The inner courtyard of the temple has an impressive Banyan tree that grows on several small temples.
This 18th-century Durga temple, red all over, is also called the “monkey temple” owing to its large simian population.
According to legend, the Durga statue in this temple is not man-made but appeared spontaneously. Millions of pilgrims flock to this temple to pray during Navaratri, one of the biggest Hindu festivals.
Sankat Mochan Hanuman Temple is one of the holiest Hindu temples in Varanasi. It is near the Durga Monkey Temple and the New Vishwanath Temple and it houses an idol of the monkey god Hanuman.
Sankat mochan means “he who gives relief from troubles”. The existing structure was built in the early 1900s by Pandit Madan Mohan Malviya, founder of the Hindu University of Benares. But legend has it that it was originally founded by Tulsidas, author of the Ramcharitmanas, an epic poem based on the Ramayana and written in the Awadhi dialect of Uttar Pradesh (the original Ramayana was written in Sanskrit by Valmiki).
The new Vishwanath temple is inside Benares Hindu University (BHU).
It is also called Birla temple after the famous family of Indian industrialists who built it.
The new Vishwanath temple is devoted to Shiva and is a replica of the original Vishwanath temple but has none of that temple’s atmosphere.
This temple was built in 1964 by the Birla family of industrialists, on a site that is said to be where the 16th-century poet-saint Goswami Tulsidas wrote the Ramcharitmanas, a vernacular version of the Ramayana epic.
The imposing white marble temple is dedicated to the god Rama and contains some verses from the Ramcharitmanas.
The Bharat Mata temple stands in the Mahatma Gandhi Kashi Vidyapeeth campus. It is dedicated to Bharat Mata, the personification of India as a mother goddess; her representation in this temple is a huge marble relief map of the country. The temple, a gift from philanthropist Shiv Prasad Gupta, was opened by Mahatma Gandhi in 1936 as a cosmopolitan platform for people of all religions, races and castes.
Sarnath is a major place of pilgrimage for Buddhists. It is here that the Buddha delivered his first discourse.
The famous mantra Buddham saranam gacchami owes its origin to Sarnath. According to the sutras, on the eve of his death Buddha told his disciples that Sarnath along with Lumbini, Bodh Gaya and Kushinagar were the four places his devotees could “visit with feelings of reverence and awe”.
There are various Buddhist buildings at Sarnath. The most important are the Dhamekha Stupa, built in 500 CE in the place where the Buddha is supposed to have pronounced his first discourse after achieving enlightenment, and the Chaukhandi Stupa.

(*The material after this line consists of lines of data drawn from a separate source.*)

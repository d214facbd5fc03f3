//! # CLI Command Implementations
//!
//! This module contains the actual implementations of CLI commands.
//! Every command writes its result to the supplied writer; logs go through
//! `tracing` to stderr.

use super::Settings;
use crate::error::AppError;
use factgraph_core::{
    FactError, FactStore, ImportReport, Importer, LineDiagnostic, QueryEngine, StoreMetrics,
    export_to_file, statement,
};
use std::io::{BufRead, Write};
use std::path::{Path, PathBuf};

/// Label used for diagnostics from standard input.
const STDIN_SOURCE: &str = "<stdin>";

/// Render a value as pretty JSON.
fn to_json<T: serde::Serialize>(value: &T) -> String {
    serde_json::to_string_pretty(value).unwrap_or_default()
}

fn log_summary(report: &ImportReport) {
    tracing::info!(
        source = %report.source,
        accepted = report.accepted,
        inserted = report.inserted,
        rejected = report.diagnostics.len(),
        "Imported {}",
        report.source
    );
}

// =============================================================================
// PRELOAD
// =============================================================================

/// Import the configured data files before a command runs.
///
/// Malformed lines are logged as warnings; an unreadable file aborts.
pub fn preload(store: &mut FactStore, settings: &Settings) -> Result<(), AppError> {
    for path in &settings.data {
        let report = Importer::import_triple_file(store, path)?;
        for diag in &report.diagnostics {
            tracing::warn!(event = "malformed_line", "{}", diag);
        }
        log_summary(&report);
    }
    Ok(())
}

// =============================================================================
// IMPORT COMMAND
// =============================================================================

/// Import `.nt` files and print a per-file summary.
pub fn cmd_import(
    store: &mut FactStore,
    files: &[PathBuf],
    settings: &Settings,
    out: &mut dyn Write,
) -> Result<(), AppError> {
    let mut reports = Vec::with_capacity(files.len());
    for file in files {
        tracing::info!("Importing from {:?}", file);
        let report = Importer::import_triple_file(store, file)?;
        log_summary(&report);
        reports.push(report);
    }

    if settings.json_mode {
        let output = serde_json::json!({
            "reports": reports,
            "triple_count": store.triple_count(),
        });
        writeln!(out, "{}", to_json(&output))?;
        return Ok(());
    }

    for report in &reports {
        for diag in &report.diagnostics {
            writeln!(out, "{}", diag)?;
        }
        if !settings.quiet {
            writeln!(
                out,
                "{}: {} accepted ({} new, {} duplicate), {} rejected",
                report.source,
                report.accepted,
                report.inserted,
                report.duplicates(),
                report.diagnostics.len()
            )?;
        }
    }

    if !settings.quiet {
        writeln!(
            out,
            "Store now has {} triples, {} nodes, {} predicates",
            store.triple_count(),
            store.node_count(),
            store.predicate_count()
        )?;
    }

    Ok(())
}

// =============================================================================
// QUERY COMMANDS
// =============================================================================

/// Run one query line.
pub fn cmd_query(
    store: &mut FactStore,
    line: &str,
    settings: &Settings,
    out: &mut dyn Write,
) -> Result<(), AppError> {
    tracing::debug!(query = line, "Executing query");
    let output = QueryEngine::execute_query(store, line)?;

    if settings.json_mode {
        writeln!(out, "{}", to_json(&output))?;
    } else {
        writeln!(out, "{}", output)?;
    }
    Ok(())
}

/// Run a `.nt` query file.
pub fn cmd_query_file(
    store: &mut FactStore,
    file: &Path,
    settings: &Settings,
    out: &mut dyn Write,
) -> Result<(), AppError> {
    tracing::info!("Running queries from {:?}", file);
    let report = QueryEngine::execute_query_file(store, file)?;

    let rejected = report.diagnostics().count();
    if rejected > 0 {
        tracing::warn!(source = %report.source, rejected, "Skipped malformed query lines");
    }

    if settings.json_mode {
        writeln!(out, "{}", to_json(&report))?;
    } else {
        write!(out, "{}", report.render())?;
    }
    Ok(())
}

/// Run query lines from `input` until EOF, answering each as it arrives.
///
/// Malformed lines print a diagnostic and the loop continues. In JSON mode
/// every line of output, answer or diagnostic, is one JSON object.
pub fn cmd_shell<R: BufRead>(
    store: &mut FactStore,
    input: R,
    settings: &Settings,
    out: &mut dyn Write,
) -> Result<(), AppError> {
    for (index, line) in statement::lines(input).enumerate() {
        let line = line.map_err(|e| FactError::io(STDIN_SOURCE, &e))?;
        if line.trim().is_empty() {
            continue;
        }

        match QueryEngine::execute_query(store, &line) {
            Ok(output) if settings.json_mode => {
                let json = serde_json::to_string(&output).unwrap_or_default();
                writeln!(out, "{}", json)?;
            }
            Ok(output) => writeln!(out, "{}\n", output)?,
            Err(err) if err.is_line_scoped() => {
                let diag = LineDiagnostic::new(STDIN_SOURCE, index + 1, &err);
                if settings.json_mode {
                    let json = serde_json::to_string(&diag).unwrap_or_default();
                    writeln!(out, "{}", json)?;
                } else {
                    writeln!(out, "{}", diag)?;
                }
            }
            Err(err) => return Err(err.into()),
        }
        out.flush()?;
    }
    Ok(())
}

// =============================================================================
// EXPORT COMMAND
// =============================================================================

/// Write the store to a `.nt` file.
pub fn cmd_export(
    store: &FactStore,
    output: &Path,
    settings: &Settings,
    out: &mut dyn Write,
) -> Result<(), AppError> {
    let count = export_to_file(store, output)?;
    tracing::info!(triples = count, "Exported to {:?}", output);

    if settings.json_mode {
        let json = serde_json::json!({
            "output": output.to_string_lossy(),
            "triples": count,
        });
        writeln!(out, "{}", to_json(&json))?;
    } else if !settings.quiet {
        writeln!(out, "Exported {} triples to {}", count, output.display())?;
    }
    Ok(())
}

// =============================================================================
// STATUS COMMAND
// =============================================================================

/// Show store metrics.
pub fn cmd_status(
    store: &FactStore,
    settings: &Settings,
    out: &mut dyn Write,
) -> Result<(), AppError> {
    let metrics = StoreMetrics::from_store(store);

    if settings.json_mode {
        writeln!(out, "{}", to_json(&metrics))?;
        return Ok(());
    }

    writeln!(out, "factgraph Store Status")?;
    writeln!(out, "======================")?;
    writeln!(out, "Triples:    {}", metrics.triple_count)?;
    writeln!(out, "Nodes:      {}", metrics.node_count)?;
    writeln!(out, "Predicates: {}", metrics.predicate_count)?;
    writeln!(out)?;
    writeln!(out, "Index entries: {}", metrics.index_entries())?;
    writeln!(out, "Index keys:")?;
    for index in &metrics.indices {
        writeln!(out, "  {}  {}", index.shape, index.keys)?;
    }

    Ok(())
}
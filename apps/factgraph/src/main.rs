//! # factgraph
//!
//! The main binary for the factgraph fact store.
//!
//! ## Usage
//!
//! ```bash
//! # Import and report diagnostics
//! factgraph import -f facts.nt
//!
//! # Query against preloaded data
//! factgraph -d facts.nt query "Harvard locatedIn ?."
//! factgraph -d facts.nt query-file -f queries.nt
//!
//! # Interactive
//! factgraph -d facts.nt shell
//! ```

use clap::Parser;
use factgraph::cli;
use factgraph::config::{Config, LogFormat};
use tracing_subscriber::{layer::SubscriberExt, util::SubscriberInitExt};

// =============================================================================
// APPLICATION ENTRY POINT
// =============================================================================

fn main() {
    // Parse CLI arguments
    let cli = cli::Cli::parse();

    let config = match cli.config.as_deref().map(Config::load).transpose() {
        Ok(config) => config.unwrap_or_default(),
        Err(e) => {
            init_tracing(LogFormat::from_env().unwrap_or_default(), cli.verbose);
            tracing::error!("Error: {}", e);
            std::process::exit(1);
        }
    };

    // FACTGRAPH_LOG_FORMAT=json enables machine-parseable output.
    init_tracing(
        LogFormat::from_env().unwrap_or(config.log_format),
        cli.verbose,
    );

    // Execute command
    if let Err(e) = cli::execute(cli, &config) {
        tracing::error!("Error: {}", e);
        std::process::exit(1);
    }
}

/// Initialize tracing on stderr; stdout carries command output.
fn init_tracing(format: LogFormat, verbose: bool) {
    let default_filter = if verbose {
        "factgraph=debug"
    } else {
        "factgraph=info"
    };
    let filter = tracing_subscriber::EnvFilter::try_from_default_env()
        .unwrap_or_else(|_| default_filter.into());

    match format {
        LogFormat::Json => {
            tracing_subscriber::registry()
                .with(filter)
                .with(
                    tracing_subscriber::fmt::layer()
                        .json()
                        .with_writer(std::io::stderr),
                )
                .init();
        }
        LogFormat::Text => {
            tracing_subscriber::registry()
                .with(filter)
                .with(tracing_subscriber::fmt::layer().with_writer(std::io::stderr))
                .init();
        }
    }
}
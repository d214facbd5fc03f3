//! Integration tests for the factgraph CLI commands.

// Allow unwrap and panic in tests - these are standard for test code
#![allow(clippy::unwrap_used, clippy::panic)]

use clap::Parser;
use factgraph::cli::{Cli, Commands, Settings, cmd_shell, run};
use factgraph::config::Config;
use factgraph::error::AppError;
use factgraph_core::{FactError, FactStore};
use std::io::Cursor;
use std::path::{Path, PathBuf};
use tempfile::TempDir;

const HARVARD: &str = "Harvard locatedIn Cambridge.\nCambridge locatedIn Massachusetts.\n";

fn write_file(dir: &Path, name: &str, contents: &str) -> PathBuf {
    let path = dir.join(name);
    std::fs::write(&path, contents).unwrap();
    path
}

fn run_args(args: &[&str]) -> Result<String, AppError> {
    let cli = Cli::try_parse_from(args).unwrap();
    let mut out = Vec::new();
    run(cli, &Config::default(), &mut out)?;
    Ok(String::from_utf8(out).unwrap())
}

// =============================================================================
// ARGUMENT PARSING
// =============================================================================

#[test]
fn test_parse_query_tokens_are_joined() {
    let cli = Cli::try_parse_from(["factgraph", "query", "Harvard", "locatedIn", "?."]).unwrap();
    match cli.command {
        Some(Commands::Query { query }) => assert_eq!(query.join(" "), "Harvard locatedIn ?."),
        other => panic!("unexpected command {other:?}"),
    }
}

#[test]
fn test_parse_global_flags_after_subcommand() {
    let cli = Cli::try_parse_from(["factgraph", "status", "--json-mode", "-d", "a.nt", "-d", "b.nt"])
        .unwrap();
    assert!(cli.json_mode);
    assert_eq!(cli.data, vec![PathBuf::from("a.nt"), PathBuf::from("b.nt")]);
}

#[test]
fn test_settings_merge_config_then_flags() {
    let cli = Cli::try_parse_from(["factgraph", "-d", "cli.nt", "status"]).unwrap();
    let config = Config {
        json_mode: true,
        data: vec![PathBuf::from("config.nt")],
        ..Config::default()
    };

    let settings = Settings::merge(&cli, &config);

    assert!(settings.json_mode);
    assert_eq!(
        settings.data,
        vec![PathBuf::from("config.nt"), PathBuf::from("cli.nt")]
    );
}

// =============================================================================
// COMMANDS
// =============================================================================

#[test]
fn test_query_scenario() {
    let dir = TempDir::new().unwrap();
    let data = write_file(dir.path(), "data.nt", HARVARD);
    let data = data.to_str().unwrap();

    let out = run_args(&["factgraph", "-d", data, "query", "Harvard locatedIn ?."]).unwrap();
    assert_eq!(out, "Harvard locatedIn ?.\nHarvard locatedIn Cambridge.\n");

    let out = run_args(&["factgraph", "-d", data, "query", "Harvard ownedBy ?."]).unwrap();
    assert_eq!(out, "Harvard ownedBy ?.\n<null>\n");
}

#[test]
fn test_malformed_single_query_is_an_error() {
    let result = run_args(&["factgraph", "query", "Harvard locatedIn"]);
    assert!(matches!(
        result,
        Err(AppError::Fact(FactError::MalformedQuery(_)))
    ));
}

#[test]
fn test_query_file_output() {
    let dir = TempDir::new().unwrap();
    let data = write_file(dir.path(), "data.nt", HARVARD);
    let queries = write_file(
        dir.path(),
        "queries.nt",
        "? locatedIn Massachusetts.\nbad line here too\n",
    );

    let out = run_args(&[
        "factgraph",
        "-d",
        data.to_str().unwrap(),
        "query-file",
        "-f",
        queries.to_str().unwrap(),
    ])
    .unwrap();

    assert_eq!(
        out,
        "? locatedIn Massachusetts.\nCambridge locatedIn Massachusetts.\n\n\
         queries.nt line number 2: Malformed query: expected 3 tokens, found 4\n"
    );
}

#[test]
fn test_import_reports_diagnostics() {
    let dir = TempDir::new().unwrap();
    let data = write_file(dir.path(), "data.nt", "A P B.\nA P C.\nA P\nD P B.\nD P C.\n");

    let out = run_args(&["factgraph", "import", "-f", data.to_str().unwrap()]).unwrap();

    assert!(out.contains("data.nt line number 3: Malformed triple: expected 3 tokens, found 2"));
    assert!(out.contains("data.nt: 4 accepted (4 new, 0 duplicate), 1 rejected"));
    assert!(out.contains("Store now has 4 triples"));
}

#[test]
fn test_import_rejects_wrong_extension() {
    let result = run_args(&["factgraph", "import", "-f", "data.txt"]);
    assert!(matches!(
        result,
        Err(AppError::Fact(FactError::InvalidImportTarget { .. }))
    ));
}

#[test]
fn test_export_round_trip() {
    let dir = TempDir::new().unwrap();
    let data = write_file(dir.path(), "data.nt", HARVARD);
    let output = dir.path().join("out.nt");

    run_args(&[
        "factgraph",
        "-q",
        "-d",
        data.to_str().unwrap(),
        "export",
        "-o",
        output.to_str().unwrap(),
    ])
    .unwrap();

    let exported = std::fs::read_to_string(&output).unwrap();
    assert_eq!(
        exported,
        "Cambridge locatedIn Massachusetts.\nHarvard locatedIn Cambridge.\n"
    );
}

#[test]
fn test_status_json() {
    let dir = TempDir::new().unwrap();
    let data = write_file(dir.path(), "data.nt", HARVARD);

    let out = run_args(&["factgraph", "--json-mode", "-d", data.to_str().unwrap(), "status"])
        .unwrap();
    let json: serde_json::Value = serde_json::from_str(&out).unwrap();

    assert_eq!(json["triple_count"], 2);
    assert_eq!(json["node_count"], 3);
    assert_eq!(json["predicate_count"], 1);
    assert_eq!(json["indices"].as_array().unwrap().len(), 7);
}

#[test]
fn test_status_text_reports_index_entries() {
    let dir = TempDir::new().unwrap();
    let data = write_file(dir.path(), "data.nt", HARVARD);

    let out = run_args(&["factgraph", "-d", data.to_str().unwrap(), "status"]).unwrap();

    assert!(out.contains("Triples:    2"));
    assert!(out.contains("Index entries: 14"));
    assert!(out.contains("  SPO  2"));
}

#[test]
fn test_default_command_is_status() {
    let out = run_args(&["factgraph"]).unwrap();
    assert!(out.starts_with("factgraph Store Status"));
    assert!(out.contains("Triples:    0"));
}

#[test]
fn test_shell_answers_each_line() {
    let mut store = FactStore::new();
    store.import_triple("Harvard", "locatedIn", "Cambridge");
    let input = Cursor::new("Harvard locatedIn ?.\nnope\n\n? ? Cambridge.\n");
    let mut out = Vec::new();

    cmd_shell(&mut store, input, &Settings::default(), &mut out).unwrap();

    assert_eq!(
        String::from_utf8(out).unwrap(),
        "Harvard locatedIn ?.\nHarvard locatedIn Cambridge.\n\n\
         <stdin> line number 2: Malformed query: expected 3 tokens, found 1\n\
         ? ? Cambridge.\nHarvard locatedIn Cambridge.\n\n"
    );
}

#[test]
fn test_shell_json_mode_is_all_json() {
    let mut store = FactStore::new();
    store.import_triple("Harvard", "locatedIn", "Cambridge");
    let input = Cursor::new("Harvard locatedIn ?.\nnope\n");
    let settings = Settings {
        json_mode: true,
        ..Settings::default()
    };
    let mut out = Vec::new();

    cmd_shell(&mut store, input, &settings, &mut out).unwrap();

    let out = String::from_utf8(out).unwrap();
    let lines: Vec<serde_json::Value> = out
        .lines()
        .map(|line| serde_json::from_str(line).unwrap())
        .collect();
    assert_eq!(lines.len(), 2);
    assert_eq!(lines[0]["query"], "Harvard locatedIn ?.");
    assert_eq!(lines[1]["source"], "<stdin>");
    assert_eq!(lines[1]["line"], 2);
    assert_eq!(
        lines[1]["message"],
        "Malformed query: expected 3 tokens, found 1"
    );
}

#[test]
fn test_shell_continues_past_invalid_utf8() {
    let mut store = FactStore::new();
    store.import_triple("Harvard", "locatedIn", "Cambridge");
    let input: &[u8] = b"Caf\xE9 locatedIn ?.\nHarvard locatedIn ?.\n";
    let mut out = Vec::new();

    cmd_shell(&mut store, input, &Settings::default(), &mut out).unwrap();

    let out = String::from_utf8(out).unwrap();
    assert!(out.starts_with("<stdin> line number 1: Malformed query: invalid subject"));
    assert!(out.ends_with("Harvard locatedIn ?.\nHarvard locatedIn Cambridge.\n\n"));
}

// =============================================================================
// CONFIG FILES
// =============================================================================

#[test]
fn test_config_data_paths_resolve_against_config_dir() {
    let dir = TempDir::new().unwrap();
    write_file(dir.path(), "data.nt", HARVARD);
    let config_path = write_file(dir.path(), "factgraph.toml", "data = [\"data.nt\"]\n");

    let config = Config::load(&config_path).unwrap();
    let cli = Cli::try_parse_from(["factgraph", "query", "? locatedIn ?."]).unwrap();
    let mut out = Vec::new();
    run(cli, &config, &mut out).unwrap();

    let out = String::from_utf8(out).unwrap();
    assert!(out.starts_with("? locatedIn ?.\n"));
    assert_eq!(out.lines().count(), 3);
}

#[test]
fn test_missing_config_is_config_error() {
    let result = Config::load(Path::new("/definitely/not/here/factgraph.toml"));
    assert!(matches!(result, Err(AppError::Config { .. })));
}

There are several monasteries at Sarnath, of various schools of Buddhism from Japan, China, Thailand, Myanmar and elsewhere. The Mahabodhi Society, an Indian Buddhist organisation, has built a temple in a huge park, where a relic, a tooth of the Buddha, is said to be kept.
This fort was the ancestral home of the Maharajas of Benares. Maharaja Balwant Singh built it in the18th century. It now houses a museum displaying the royal collection and several temples.